» WORK TASK
Across all lines of the entries, tally those with the word "start" in them. The reply is the tally, by itself.

>>

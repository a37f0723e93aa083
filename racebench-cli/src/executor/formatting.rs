//! Output Formatting
//!
//! Human-readable output for both experiments:
//! - one line per execution model with its value and time
//! - speedup of each model over the baseline
//! - per-policy race summary with the most frequent outcomes

use racebench_core::WithdrawalPolicy;
use racebench_report::{BenchmarkSection, RaceSection, Report, format_currency};

/// Format a report for terminal display
pub fn format_human_output(report: &Report) -> String {
    let mut output = String::new();

    if let Some(benchmark) = &report.benchmark {
        output.push_str(&format_benchmark(benchmark));
    }

    for section in &report.race {
        output.push_str(&format_race_section(section));
    }

    // Only reachable when no guarded section raised an invariant violation.
    if report
        .race
        .iter()
        .any(|s| s.policy == WithdrawalPolicy::Guarded)
    {
        output.push_str("\nOK: guarded policy never broke the invariant.\n");
    }

    output
}

/// Header, one line per model, then speedups against the baseline
pub fn format_benchmark(section: &BenchmarkSection) -> String {
    let mut output = String::new();

    match section.delay_ms {
        Some(delay_ms) => {
            output.push_str("I/O-bound benchmark (simulated via sleep)\n");
            output.push_str(&format!(
                "tasks={}, delay={}ms, workers={}\n\n",
                section.end - section.start,
                delay_ms,
                section.workers
            ));
        }
        None => {
            output.push_str(&format!("CPU-bound benchmark ({})\n", section.workload));
            output.push_str(&format!(
                "range=[{}, {}), workers={}, chunks={}\n\n",
                section.start, section.end, section.workers, section.chunks
            ));
        }
    }

    for entry in &section.models {
        output.push_str(&format!(
            "{:<14}  result={:<8}  time={:.3}s\n",
            entry.model, entry.value, entry.elapsed_secs
        ));
    }

    let speedups: Vec<_> = section
        .models
        .iter()
        .filter_map(|e| e.speedup.map(|s| (e.model.as_str(), s)))
        .collect();
    if !speedups.is_empty() {
        let width = speedups.iter().map(|(m, _)| m.len()).max().unwrap_or(0);
        output.push_str(&format!("\nSpeedup vs {}:\n", section.baseline));
        for (model, ratio) in speedups {
            output.push_str(&format!("{:<width$} x{:.2}\n", model, ratio, width = width));
        }
    }

    output
}

/// One policy's trial summary
pub fn format_race_section(section: &RaceSection) -> String {
    let stats = &section.statistics;
    let mut output = String::new();

    output.push_str(&format!(
        "\n=== {} ({}) ===\n",
        section.policy.as_str().to_uppercase(),
        section.policy.description()
    ));
    output.push_str(&format!("Trials: {}\n", stats.trials));
    output.push_str(&format!("Invariant broken (final < 0): {}\n", stats.broken));
    output.push_str(&format!("Broken rate: {:.6}%\n", stats.broken_percent()));
    output.push_str(&format!("Time: {:.3}s\n", section.elapsed_secs));
    output.push_str("Top outcomes:\n");
    for outcome in &section.top_outcomes {
        output.push_str(&format!(
            "  {} ({} subunits): {}\n",
            format_currency(outcome.balance, &section.currency),
            outcome.balance,
            outcome.count
        ));
    }

    output
}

<<

» PROBLEM SOLUTION
2